Now, for an example where the obstructions do not vanish, consider the following. With $X=\mathbb{C}P^m$ for $m\geq2$ we have $H^2\mathbb{C}P^m\cong\mathbb{Z}$ with generator $u$. In case $n=2$ we have $\pi_3S^2\cong\mathbb{Z}$ and $H^4(\mathbb{C}P^m,\pi_3S^2)\cong\mathbb{Z}$. It is not difficult to compute the first obstruction, finding that it is the nontrivial class $$\mathfrak{o}_1(u)=u^2\in H^4(\mathbb{C}P^m;\mathbb{Z}).$$ In particular $u\in H^2(\mathbb{C}P^m)$ is not in the image of $\Phi$. In fact, no nonzero multiple of $u$ is in the image of $\Phi$ and indeed $\Phi:\pi^2\mathbb{C}P^2\rightarrow H^2\mathbb{C}P^2$ is the zero function.
This example can be pushed further. We can compute $\pi^2\mathbb{C}P^2=0$ and by induction show that $\pi^k\mathbb{C}P^m$ is finite for each finite $m\geq2$. Thus $$\Phi:\pi^2\mathbb{C}P^m\rightarrow H^2\mathbb{C}P^m$$ is not surjective for any $m\geq2$.

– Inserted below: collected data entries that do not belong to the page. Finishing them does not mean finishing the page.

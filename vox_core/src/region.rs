//! Axis-aligned integer bounding boxes.
//!
//! A [`Region`] describes a box of voxels with *inclusive* lower and upper
//! corners, so `Region::new((0,0,0), (31,31,31))` spans 32 voxels per axis.
//! The same box spans 31 cells per axis, since a marching cubes cell needs a
//! voxel on both sides.
//!
//! Regions are immutable; every modifier returns a new region.

use core::fmt;

#[cfg(feature = "serde")]
use serde::{Deserialize, Serialize};

use crate::error::{Result, VoxError};
use crate::vector::{Vector3f, Vector3i};

/// An inclusive axis-aligned box of integer voxel coordinates.
///
/// Invariants: `lower <= upper` on every axis, and every per-axis voxel extent
/// fits in an `i32`. Constructors reject boxes that violate either rather than
/// swapping or truncating the corners.
#[derive(Debug, Clone, Copy, PartialEq, Eq, Hash)]
#[cfg_attr(feature = "serde", derive(Serialize, Deserialize))]
#[cfg_attr(feature = "serde", serde(try_from = "RegionRepr"))]
pub struct Region {
    lower: Vector3i,
    upper: Vector3i,
}

/// Unchecked wire form; deserialization goes through [`Region::new`].
#[cfg(feature = "serde")]
#[derive(Deserialize)]
struct RegionRepr {
    lower: Vector3i,
    upper: Vector3i,
}

#[cfg(feature = "serde")]
impl TryFrom<RegionRepr> for Region {
    type Error = VoxError;

    fn try_from(repr: RegionRepr) -> Result<Self> {
        Region::new(repr.lower, repr.upper)
    }
}

/// Largest distance between `lower` and `upper` on one axis.
const MAX_SPAN: i64 = i32::MAX as i64 - 1;

#[inline]
fn span(lower: i32, upper: i32) -> i64 {
    i64::from(upper) - i64::from(lower)
}

impl Region {
    /// Create a region from its lower and upper corners.
    ///
    /// # Errors
    /// Returns `InvalidRegion` if `lower` exceeds `upper` on any axis, or if the
    /// region would be more than `i32::MAX` voxels wide on any axis.
    pub fn new(lower: Vector3i, upper: Vector3i) -> Result<Self> {
        if !lower.all_le(upper) {
            return Err(VoxError::InvalidRegion {
                lower,
                upper,
                reason: "lower corner exceeds upper corner",
            });
        }
        if span(lower.x, upper.x) > MAX_SPAN
            || span(lower.y, upper.y) > MAX_SPAN
            || span(lower.z, upper.z) > MAX_SPAN
        {
            return Err(VoxError::InvalidRegion {
                lower,
                upper,
                reason: "extent exceeds i32::MAX voxels",
            });
        }
        Ok(Self { lower, upper })
    }

    /// Build a region from corners that may have overflowed.
    fn checked_region(&self, lower: Option<Vector3i>, upper: Option<Vector3i>) -> Result<Self> {
        match (lower, upper) {
            (Some(lower), Some(upper)) => Region::new(lower, upper),
            _ => Err(VoxError::InvalidRegion {
                lower: self.lower,
                upper: self.upper,
                reason: "corner coordinate overflows i32",
            }),
        }
    }

    /// Create a region from individual corner coordinates.
    pub fn from_coords(
        lower_x: i32,
        lower_y: i32,
        lower_z: i32,
        upper_x: i32,
        upper_y: i32,
        upper_z: i32,
    ) -> Result<Self> {
        Self::new(
            Vector3i::new(lower_x, lower_y, lower_z),
            Vector3i::new(upper_x, upper_y, upper_z),
        )
    }

    /// A region containing exactly one voxel.
    #[inline]
    pub const fn single(point: Vector3i) -> Self {
        Self {
            lower: point,
            upper: point,
        }
    }

    /// Lower (inclusive) corner.
    #[inline]
    pub const fn lower(&self) -> Vector3i {
        self.lower
    }

    /// Upper (inclusive) corner.
    #[inline]
    pub const fn upper(&self) -> Vector3i {
        self.upper
    }

    /// Number of voxels along X.
    #[inline]
    pub const fn width_in_voxels(&self) -> i32 {
        self.upper.x - self.lower.x + 1
    }

    /// Number of voxels along Y.
    #[inline]
    pub const fn height_in_voxels(&self) -> i32 {
        self.upper.y - self.lower.y + 1
    }

    /// Number of voxels along Z.
    #[inline]
    pub const fn depth_in_voxels(&self) -> i32 {
        self.upper.z - self.lower.z + 1
    }

    /// Per-axis voxel extent (`upper - lower + 1`).
    #[inline]
    pub fn dimensions_in_voxels(&self) -> Vector3i {
        self.upper - self.lower + Vector3i::splat(1)
    }

    /// Per-axis cell extent (`upper - lower`).
    #[inline]
    pub fn dimensions_in_cells(&self) -> Vector3i {
        self.upper - self.lower
    }

    /// Total number of voxels in the region, saturating at `usize::MAX`.
    #[inline]
    pub fn voxel_count(&self) -> usize {
        (self.width_in_voxels() as usize)
            .saturating_mul(self.height_in_voxels() as usize)
            .saturating_mul(self.depth_in_voxels() as usize)
    }

    /// Total number of marching cubes cells in the region, saturating at `usize::MAX`.
    #[inline]
    pub fn cell_count(&self) -> usize {
        let cells = self.dimensions_in_cells();
        (cells.x as usize)
            .saturating_mul(cells.y as usize)
            .saturating_mul(cells.z as usize)
    }

    /// Centre of the region in voxel space.
    #[inline]
    pub fn centre(&self) -> Vector3f {
        (self.lower.as_f32() + self.upper.as_f32()) * 0.5
    }

    /// True if `point` lies inside the region, corners included.
    #[inline]
    pub fn contains(&self, point: Vector3i) -> bool {
        self.contains_with_boundary(point, 0)
    }

    /// True if `point` lies at least `boundary` voxels inside the region's faces.
    #[inline]
    pub fn contains_with_boundary(&self, point: Vector3i, boundary: i32) -> bool {
        self.contains_in_x(point.x, boundary)
            && self.contains_in_y(point.y, boundary)
            && self.contains_in_z(point.z, boundary)
    }

    /// Containment test on the X axis only.
    #[inline]
    pub fn contains_in_x(&self, x: i32, boundary: i32) -> bool {
        within(x, self.lower.x, self.upper.x, boundary)
    }

    /// Containment test on the Y axis only.
    #[inline]
    pub fn contains_in_y(&self, y: i32, boundary: i32) -> bool {
        within(y, self.lower.y, self.upper.y, boundary)
    }

    /// Containment test on the Z axis only.
    #[inline]
    pub fn contains_in_z(&self, z: i32, boundary: i32) -> bool {
        within(z, self.lower.z, self.upper.z, boundary)
    }

    /// Containment test for a float position.
    pub fn contains_f32(&self, point: Vector3f, boundary: f32) -> bool {
        let lower = self.lower.as_f32();
        let upper = self.upper.as_f32();
        point.x <= upper.x - boundary
            && point.y <= upper.y - boundary
            && point.z <= upper.z - boundary
            && point.x >= lower.x + boundary
            && point.y >= lower.y + boundary
            && point.z >= lower.z + boundary
    }

    /// True if `other` lies entirely inside this region.
    #[inline]
    pub fn contains_region(&self, other: &Region) -> bool {
        self.contains(other.lower) && self.contains(other.upper)
    }

    /// The nearest point inside the region.
    #[inline]
    pub fn clamp(&self, point: Vector3i) -> Vector3i {
        point.max(self.lower).min(self.upper)
    }

    /// Overlap of two regions, or `None` if they are disjoint.
    pub fn intersection(&self, other: &Region) -> Option<Region> {
        let lower = self.lower.max(other.lower);
        let upper = self.upper.min(other.upper);
        Region::new(lower, upper).ok()
    }

    /// Grow the region by `amount` on every face.
    ///
    /// Negative components shrink the region, like [`Region::erode`].
    ///
    /// # Errors
    /// Returns `InvalidRegion` if the region would invert, outgrow the `i32`
    /// extent limit, or move a corner past the `i32` range.
    pub fn dilate(&self, amount: Vector3i) -> Result<Region> {
        self.checked_region(self.lower.checked_sub(amount), self.upper.checked_add(amount))
    }

    /// Shrink the region by `amount` on every face.
    ///
    /// # Errors
    /// Returns `InvalidRegion` if the region would invert or a corner overflows.
    pub fn erode(&self, amount: Vector3i) -> Result<Region> {
        self.checked_region(self.lower.checked_add(amount), self.upper.checked_sub(amount))
    }

    /// Move both corners by `amount`.
    ///
    /// # Errors
    /// Returns `InvalidRegion` if a corner would leave the `i32` range.
    pub fn shift(&self, amount: Vector3i) -> Result<Region> {
        self.checked_region(self.lower.checked_add(amount), self.upper.checked_add(amount))
    }

    /// Move only the lower corner.
    pub fn shift_lower(&self, amount: Vector3i) -> Result<Region> {
        self.checked_region(self.lower.checked_add(amount), Some(self.upper))
    }

    /// Move only the upper corner.
    pub fn shift_upper(&self, amount: Vector3i) -> Result<Region> {
        self.checked_region(Some(self.lower), self.upper.checked_add(amount))
    }

    /// Iterate over every voxel position, X fastest, then Y, then Z.
    pub fn points(&self) -> impl Iterator<Item = Vector3i> {
        let (lower, upper) = (self.lower, self.upper);
        (lower.z..=upper.z).flat_map(move |z| {
            (lower.y..=upper.y)
                .flat_map(move |y| (lower.x..=upper.x).map(move |x| Vector3i::new(x, y, z)))
        })
    }
}

/// One-axis containment, computed in `i64` so extreme boundaries cannot overflow.
#[inline]
fn within(v: i32, lower: i32, upper: i32, boundary: i32) -> bool {
    let (v, boundary) = (i64::from(v), i64::from(boundary));
    v <= i64::from(upper) - boundary && v >= i64::from(lower) + boundary
}

impl fmt::Display for Region {
    fn fmt(&self, f: &mut fmt::Formatter<'_>) -> fmt::Result {
        write!(f, "[{} .. {}]", self.lower, self.upper)
    }
}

For an example in which $\Phi$ is a homomorphism, take $X=\Sigma\mathbb{C}P^3$ and $n=3$. Since $S^3\cong SU(2)$ has a multiplication, $\pi^3(\Sigma\mathbb{C}P^3)$ is a group, which is abelian by an Eckmann-Hilton argument. Both $\pi^2(\Sigma\mathbb{C}P^2)$ and $H^3(\Sigma \mathbb{C}P^3)$ are isomorphic to the integers, but the image of $$\Phi:\pi^3(\Sigma\mathbb{C}P^2)\rightarrow H^3(\Sigma\mathbb{C}P^3)$$ has index $2$. To see this take $\alpha\in H^3(\Sigma\mathbb{C}P^3)$ and compute the primary obstruction $\mathcal{o}_1(\alpha)=Sq^2\alpha$, which vanishes iff $\alpha$ is divisible by $2$.